II DOMINGO (A)

Del Evangelio según San Juan 1,29-34
Al día siguiente Juan ve a Jesús venir hacia él y dice: «Este es el Cordero de Dios, que quita el pecado del mundo. Este es aquel de quien yo dije: “Tras de mí viene un hombre que está por delante de mí, porque existía antes que yo”. Yo no lo conocía, pero he salido a bautizar con agua, para que sea manifestado a Israel».
Y Juan dio testimonio diciendo: «He contemplado al Espíritu que bajaba del cielo como una paloma, y se posó sobre él.
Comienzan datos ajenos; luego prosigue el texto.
//! Script and stylesheet injection.
//!
//! Every asset is loaded at most once per injector: external items are fetched (and
//! checked against their SRI digest when one is given) before their tag is appended to
//! the document head. Independent items are fetched in parallel; tags are appended in
//! the order the items were requested.

use async_trait::async_trait;
use base64::{engine::general_purpose::STANDARD, Engine as _};
use futures_util::future::{join_all, BoxFuture, FutureExt, Shared};
use parking_lot::Mutex;
use reqwest::Client;
use sha2::{Digest, Sha256, Sha384, Sha512};
use std::collections::{HashMap, HashSet};
use std::sync::Arc;
use tracing::{debug, warn};

use crate::asset::{Asset, CssItem, JsItem};
use crate::document::Document;
use crate::http::{download, RetryPolicy};

/// Failure to load a script or stylesheet.
#[derive(Debug, Clone, PartialEq, Eq, thiserror::Error)]
pub enum AssetError {
    #[error("failed to fetch {url}: {message}")]
    Fetch { url: String, message: String },

    #[error("{url} responded with HTTP {status}")]
    Status { url: String, status: u16 },

    #[error("integrity check failed for {url} (expected {expected})")]
    Integrity { url: String, expected: String },

    #[error("cannot build asset URL: {0}")]
    Url(#[from] crate::provider::UrlError),
}

/// Loads assets into the page. Resolves once every item has finished loading.
#[async_trait]
pub trait AssetInjector: Send + Sync {
    async fn load_js(&self, items: Vec<JsItem>) -> Result<(), AssetError>;
    async fn load_css(&self, items: Vec<CssItem>) -> Result<(), AssetError>;
}

type LoadFuture = Shared<BoxFuture<'static, Result<(), AssetError>>>;

/// Injector writing `<script>`/`<link>`/`<style>` tags into a [`Document`].
///
/// Without an HTTP client (offline mode) external items are trusted and injected
/// without being fetched.
pub struct DocumentInjector {
    document: Arc<Document>,
    client: Option<Client>,
    in_flight: Mutex<HashMap<String, LoadFuture>>,
    injected: Mutex<HashSet<String>>,
}

impl DocumentInjector {
    pub fn new(document: Arc<Document>, client: Option<Client>) -> Self {
        Self {
            document,
            client,
            in_flight: Mutex::new(HashMap::new()),
            injected: Mutex::new(HashSet::new()),
        }
    }

    fn key<T: Asset>(item: &T) -> String {
        item.url().map(str::to_string).unwrap_or_else(|| item.to_tag())
    }

    /// Get the shared load of an item, starting it if this is the first request.
    fn load_future<T: Asset>(&self, item: &T) -> LoadFuture {
        let key = Self::key(item);
        let mut in_flight = self.in_flight.lock();
        if let Some(existing) = in_flight.get(&key) {
            return existing.clone();
        }

        let future: BoxFuture<'static, Result<(), AssetError>> =
            match (item.url(), self.client.clone()) {
                (Some(url), Some(client)) => {
                    let url = url.to_string();
                    let integrity = item.integrity().map(str::to_string);
                    fetch_asset(client, url, integrity).boxed()
                }
                _ => futures_util::future::ready(Ok(())).boxed(),
            };
        let shared = future.shared();
        in_flight.insert(key, shared.clone());
        shared
    }

    async fn load_items<T: Asset>(&self, items: Vec<T>) -> Result<(), AssetError> {
        if items.is_empty() {
            return Ok(());
        }

        let loads: Vec<LoadFuture> = items.iter().map(|item| self.load_future(item)).collect();
        let results = join_all(loads).await;
        if let Some(err) = results.into_iter().find_map(Result::err) {
            warn!("Asset load failed: {}", err);
            return Err(err);
        }

        let mut injected = self.injected.lock();
        for item in &items {
            if injected.insert(Self::key(item)) {
                let tag = item.to_tag();
                debug!("Injecting {}", tag);
                self.document.append_to_head(tag);
            }
        }
        Ok(())
    }
}

#[async_trait]
impl AssetInjector for DocumentInjector {
    async fn load_js(&self, items: Vec<JsItem>) -> Result<(), AssetError> {
        self.load_items(items).await
    }

    async fn load_css(&self, items: Vec<CssItem>) -> Result<(), AssetError> {
        self.load_items(items).await
    }
}

async fn fetch_asset(
    client: Client,
    url: String,
    integrity: Option<String>,
) -> Result<(), AssetError> {
    debug!("Fetching {}", url);
    let body = download(&client, &url, RetryPolicy::default()).await?;
    debug!("Fetched {} ({} bytes)", url, body.len());

    match integrity {
        Some(expected) if !verify_integrity(&body, &expected) => {
            Err(AssetError::Integrity { url, expected })
        }
        _ => Ok(()),
    }
}

/// Check a body against an SRI attribute such as `sha384-<base64>`.
///
/// Any matching hash passes. Hashes with unknown algorithms are ignored, and an
/// attribute with no known algorithm at all does not block the load.
pub fn verify_integrity(body: &[u8], integrity: &str) -> bool {
    let mut checked_any = false;
    for token in integrity.split_whitespace() {
        let Some((algorithm, expected)) = token.split_once('-') else {
            continue;
        };
        // Options such as `?foo` may follow the digest.
        let expected = expected.split('?').next().unwrap_or(expected);
        let actual = match algorithm {
            "sha256" => STANDARD.encode(Sha256::digest(body)),
            "sha384" => STANDARD.encode(Sha384::digest(body)),
            "sha512" => STANDARD.encode(Sha512::digest(body)),
            _ => continue,
        };
        checked_any = true;
        if actual == expected {
            return true;
        }
    }
    !checked_any
}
Yo no lo conocía, pero el que me envió a bautizar con agua me dijo: “Aquel sobre quien veas bajar el Espíritu y posarse sobre él, ese es el que bautiza con Espíritu Santo”. Y yo lo he visto y he dado testimonio de que este es el Hijo de Dios».

1.- Los discípulos de Juan bautizan para expresar el arrepentimiento de los pecados y afrontar purificados la venida inminente del Señor para transformar un mundo corrompido.  Los cristianos bautizan en nombre de Jesús, a los así bautizados se les infunde el Espíritu y entran a formar parte de la comunidad del Cordero que quita el pecado del mundo. Constituyen la comunidad de salvados.
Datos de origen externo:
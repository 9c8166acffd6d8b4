//! Interfaces of the rendering collaborators and their built-in implementations.
//!
//! The autoloader never parses outlines or draws diagrams itself. It talks to:
//! - a [`Transformer`] that turns outline text into a tree and reports which optional
//!   features (math, code highlighting, ...) the text needs,
//! - a [`DiagramEngine`] that draws a tree into a surface element,
//! - an optional [`ToolbarFactory`] for the zoom/fit widget.
//!
//! [`outline`] and [`svg`] provide small self-contained implementations used by the CLI.

mod hook;
mod options;
pub mod outline;
pub mod svg;

use serde::{Deserialize, Serialize};
use std::collections::{BTreeMap, BTreeSet};
use std::sync::Arc;

use crate::asset::{AssetSpecifier, CssItem, JsItem};
use crate::document::Element;

pub use hook::{Hook, Subscription};
pub use options::{derive_options, JsonOptions, MarkmapOptions};

/// One node of a parsed outline.
#[derive(Debug, Clone, Default, PartialEq, Serialize)]
pub struct Node {
    pub content: String,
    pub children: Vec<Node>,
}

impl Node {
    pub fn new(content: impl Into<String>) -> Self {
        Self {
            content: content.into(),
            children: Vec::new(),
        }
    }

    /// Number of nodes in this subtree, including itself.
    pub fn size(&self) -> usize {
        1 + self.children.iter().map(Node::size).sum::<usize>()
    }
}

/// Metadata block at the top of a document.
#[derive(Debug, Clone, Default, PartialEq, Deserialize)]
pub struct Frontmatter {
    #[serde(default)]
    pub markmap: Option<JsonOptions>,
    #[serde(flatten)]
    pub extra: BTreeMap<String, serde_yaml::Value>,
}

/// Output of [`Transformer::transform`].
#[derive(Debug, Clone, Default)]
pub struct TransformResult {
    pub root: Node,
    pub frontmatter: Option<Frontmatter>,
    pub features: BTreeSet<String>,
}

/// Assets required by a set of features.
#[derive(Debug, Clone, Default, PartialEq)]
pub struct FeatureAssets {
    pub styles: Vec<AssetSpecifier<CssItem>>,
    pub scripts: Vec<AssetSpecifier<JsItem>>,
}

impl FeatureAssets {
    pub fn is_empty(&self) -> bool {
        self.styles.is_empty() && self.scripts.is_empty()
    }
}

/// The transformer could not make sense of a block.
#[derive(Debug, Clone, PartialEq, thiserror::Error)]
pub enum TransformError {
    #[error("invalid front matter: {0}")]
    Frontmatter(String),
}

/// Notifications a transformer publishes.
#[derive(Default)]
pub struct TransformHooks {
    /// Fired when previously transformed content should be transformed again.
    pub retransform: Hook,
}

/// Outline-to-tree transformer.
pub trait Transformer: Send + Sync {
    fn transform(&self, content: &str) -> Result<TransformResult, TransformError>;

    /// Assets needed by `features`. Only the features passed in are considered.
    fn get_assets(&self, features: &[String]) -> FeatureAssets;

    fn hooks(&self) -> &TransformHooks;
}

/// Builds one transformer per rendered block.
pub trait TransformerFactory: Send + Sync {
    fn create(&self, plugins: &[String]) -> Arc<dyn Transformer>;
}

/// A live diagram bound to one surface.
pub trait Diagram: Send {
    fn set_data(&mut self, root: &Node, options: &MarkmapOptions);

    /// Fit the viewport to the drawn content.
    fn fit(&mut self);
}

/// Diagram engine entry points.
pub trait DiagramEngine: Send + Sync {
    /// Stylesheet shared by every diagram on a page.
    fn global_css(&self) -> String;

    fn create(&self, surface: Element, options: MarkmapOptions) -> Box<dyn Diagram>;
}

/// Rendered toolbar markup, positioned by the caller.
#[derive(Debug, Clone, PartialEq)]
pub struct ToolbarWidget {
    pub class: String,
    pub inner_html: String,
}

impl ToolbarWidget {
    pub fn to_html(&self, style: &str) -> String {
        format!(
            "<div class=\"{}\" style=\"{}\">{}</div>",
            crate::document::escape_attr(&self.class),
            crate::document::escape_attr(style),
            self.inner_html
        )
    }
}

pub trait ToolbarFactory: Send + Sync {
    fn create(&self) -> ToolbarWidget;
}

/// Handles published once the base assets are loaded.
#[derive(Clone)]
pub struct EngineHandles {
    pub engine: Arc<dyn DiagramEngine>,
    pub transformers: Arc<dyn TransformerFactory>,
    pub toolbar: Option<Arc<dyn ToolbarFactory>>,
}

impl std::fmt::Debug for EngineHandles {
    fn fmt(&self, f: &mut std::fmt::Formatter<'_>) -> std::fmt::Result {
        f.debug_struct("EngineHandles")
            .field("toolbar", &self.toolbar.is_some())
            .finish_non_exhaustive()
    }
}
2.- Jesús, el Cordero que quita el pecado, es la persona que vive como un siervo obediente al Señor, que es capaz de dar su  vida inocente, como un cordero, por el bien de los demás. No es el cordero, o la paloma, o la tórtola,  que se sacrifica en el templo para calmar la ira divina por el pecado humano, o para cumplir una promesa humana. Jesús, el cordero, el siervo, es una historia de amor gratuito y libre  que lo toma el Señor como la relación filial perfecta para hacernos a todos hijos suyos en él y hermanos de él.
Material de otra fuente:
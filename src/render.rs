//! Per-block render units.
//!
//! A render unit binds one marked element to one diagram. It renders once when created
//! and again every time its transformer asks for a retransform, loading the assets of
//! newly required features before drawing.

use parking_lot::Mutex;
use std::sync::Arc;
use tokio::sync::watch;
use tracing::{debug, error, warn};

use crate::config::AutoLoaderOptions;
use crate::document::Element;
use crate::engine::{
    derive_options, Diagram, EngineHandles, MarkmapOptions, Subscription, TransformError,
    Transformer,
};
use crate::features::DeltaLoader;

/// Toolbar overlay anchored to the bottom-right corner of the block.
const TOOLBAR_STYLE: &str = "position:absolute;right:20px;bottom:20px";

/// Why one render cycle failed. Only the affected block is concerned.
#[derive(Debug, Clone, PartialEq, thiserror::Error)]
pub enum RenderError {
    #[error("cannot transform block content: {0}")]
    Transform(#[from] TransformError),
}

/// Remove the common leading whitespace of `text` and trim the result.
///
/// The margin is the smallest indentation among lines that have something besides
/// whitespace; blank lines do not count.
pub fn normalize_indent(text: &str) -> String {
    let lines: Vec<&str> = text.split('\n').collect();
    let margin = lines
        .iter()
        .filter_map(|line| {
            let spaces = line.chars().take_while(|c| c.is_whitespace()).count();
            (spaces < line.chars().count()).then_some(spaces)
        })
        .min();

    let Some(margin) = margin else {
        return String::new();
    };
    lines
        .iter()
        .map(|line| line.chars().skip(margin).collect::<String>())
        .collect::<Vec<_>>()
        .join("\n")
        .trim()
        .to_string()
}

struct UnitState {
    element: Element,
    content: String,
    transformer: Arc<dyn Transformer>,
    diagram: Mutex<Box<dyn Diagram>>,
    delta: Arc<DeltaLoader>,
    last_options: Mutex<Option<MarkmapOptions>>,
    last_error: Mutex<Option<RenderError>>,
    renders: watch::Sender<u64>,
}

impl UnitState {
    async fn render(&self) -> Result<(), RenderError> {
        let result = self.transform().await;
        if let Err(e) = &result {
            error!("Failed to render markmap block: {}", e);
        }
        *self.last_error.lock() = result.clone().err();
        result
    }

    async fn transform(&self) -> Result<(), RenderError> {
        let result = self.transformer.transform(&self.content)?;

        if let Err(e) = self
            .delta
            .apply_feature_delta(self.transformer.as_ref(), &result.features)
            .await
        {
            warn!("Failed to load feature assets, rendering without them: {}", e);
        }

        let options = derive_options(
            result
                .frontmatter
                .as_ref()
                .and_then(|frontmatter| frontmatter.markmap.as_ref()),
        );
        {
            let mut diagram = self.diagram.lock();
            diagram.set_data(&result.root, &options);
            diagram.fit();
        }
        debug!(
            "Rendered markmap block with {} nodes",
            result.root.size()
        );

        *self.last_options.lock() = Some(options);
        self.renders.send_modify(|count| *count += 1);
        Ok(())
    }
}

/// A live binding between one element and its diagram.
pub struct RenderUnit {
    state: Arc<UnitState>,
    subscription: Subscription,
}

impl std::fmt::Debug for RenderUnit {
    fn fmt(&self, f: &mut std::fmt::Formatter<'_>) -> std::fmt::Result {
        f.debug_struct("RenderUnit")
            .field("element", &self.state.element)
            .field("renders", &self.render_count())
            .field("last_error", &self.last_error())
            .finish()
    }
}

impl RenderUnit {
    /// Bind `element`, draw it once and subscribe to retransform notifications.
    ///
    /// A failed first render is logged and kept in [`RenderUnit::last_error`]; the unit
    /// still listens for retransforms.
    pub async fn create(
        element: Element,
        handles: &EngineHandles,
        options: &AutoLoaderOptions,
        delta: Arc<DeltaLoader>,
    ) -> Self {
        let content = normalize_indent(&element.text_content());
        let transformer = handles.transformers.create(&options.transform_plugins);

        element.set_inner_html("<svg></svg>");
        let diagram = handles.engine.create(
            element.clone(),
            MarkmapOptions {
                embed_global_css: false,
                ..Default::default()
            },
        );

        if options.toolbar {
            match &handles.toolbar {
                Some(toolbar) => element.append_html(toolbar.create().to_html(TOOLBAR_STYLE)),
                None => warn!("Toolbar requested but no toolbar is available"),
            }
        }

        let (renders, _) = watch::channel(0);
        let state = Arc::new(UnitState {
            element,
            content,
            transformer: Arc::clone(&transformer),
            diagram: Mutex::new(diagram),
            delta,
            last_options: Mutex::new(None),
            last_error: Mutex::new(None),
            renders,
        });

        let subscription = {
            let state = Arc::clone(&state);
            transformer.hooks().retransform.tap(move || {
                let state = Arc::clone(&state);
                async move {
                    let _ = state.render().await;
                }
            })
        };

        let _ = state.render().await;
        Self {
            state,
            subscription,
        }
    }

    pub fn element(&self) -> &Element {
        &self.state.element
    }

    /// Source text after indentation normalization.
    pub fn content(&self) -> &str {
        &self.state.content
    }

    pub fn transformer(&self) -> &Arc<dyn Transformer> {
        &self.state.transformer
    }

    /// Options used by the latest successful render.
    pub fn options(&self) -> Option<MarkmapOptions> {
        self.state.last_options.lock().clone()
    }

    /// Error of the latest render cycle, if it failed.
    pub fn last_error(&self) -> Option<RenderError> {
        self.state.last_error.lock().clone()
    }

    /// Number of successful render cycles so far.
    pub fn render_count(&self) -> u64 {
        *self.state.renders.borrow()
    }

    /// Wait until at least `count` render cycles have succeeded.
    pub async fn wait_for_renders(&self, count: u64) {
        let mut rx = self.state.renders.subscribe();
        let _ = rx.wait_for(|rendered| *rendered >= count).await;
    }

    /// Run a render cycle now.
    pub async fn render(&self) -> Result<(), RenderError> {
        self.state.render().await
    }

    /// Stop reacting to retransform notifications.
    pub fn unsubscribe(self) {
        self.subscription.unsubscribe();
    }
}

#[cfg(test)]
mod tests {
    use super::*;

    #[test]
    fn test_normalize_common_margin() {
        let text = "\n    # Title\n      - child\n    - sibling\n  ";
        assert_eq!(normalize_indent(text), "# Title\n  - child\n- sibling");
    }

    #[test]
    fn test_short_unindented_line_sets_zero_margin() {
        let text = "    a\n    b\nc\n      d";
        assert_eq!(normalize_indent(text), "a\n    b\nc\n      d");
    }

    #[test]
    fn test_blank_lines_do_not_count() {
        let text = "    a\n\n  \n      b";
        assert_eq!(normalize_indent(text), "a\n\n\n  b");
    }

    #[test]
    fn test_whitespace_only_is_empty() {
        assert_eq!(normalize_indent("   \n\t\n"), "");
        assert_eq!(normalize_indent(""), "");
    }

    #[test]
    fn test_tabs_count_as_one_column() {
        assert_eq!(normalize_indent("\t# a\n\t\t- b"), "# a\n\t- b");
    }
}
3.- Jesús, como cordero, como siervo, es el Hijo de Dios, que nos hace hijos y hermanos entre nosotros. Para vivir la filiación divina y la fraternidad humana es necesaria la fe, —fe entendida como don de Dios.  Por la fe descubrimos a lo largo de nuestra vida qué significa y qué sentido tiene la persona del Hijo para nuestra existencia. Es así como la historia colectiva y la historia personal resultan iluminadas por él, como afirma Juan en el Prólogo a su Evangelio: «En él estaba la vida, y la vida era la luz de los hombres. Y la luz brilla en la tiniebla…..» (Jn 1,4-5).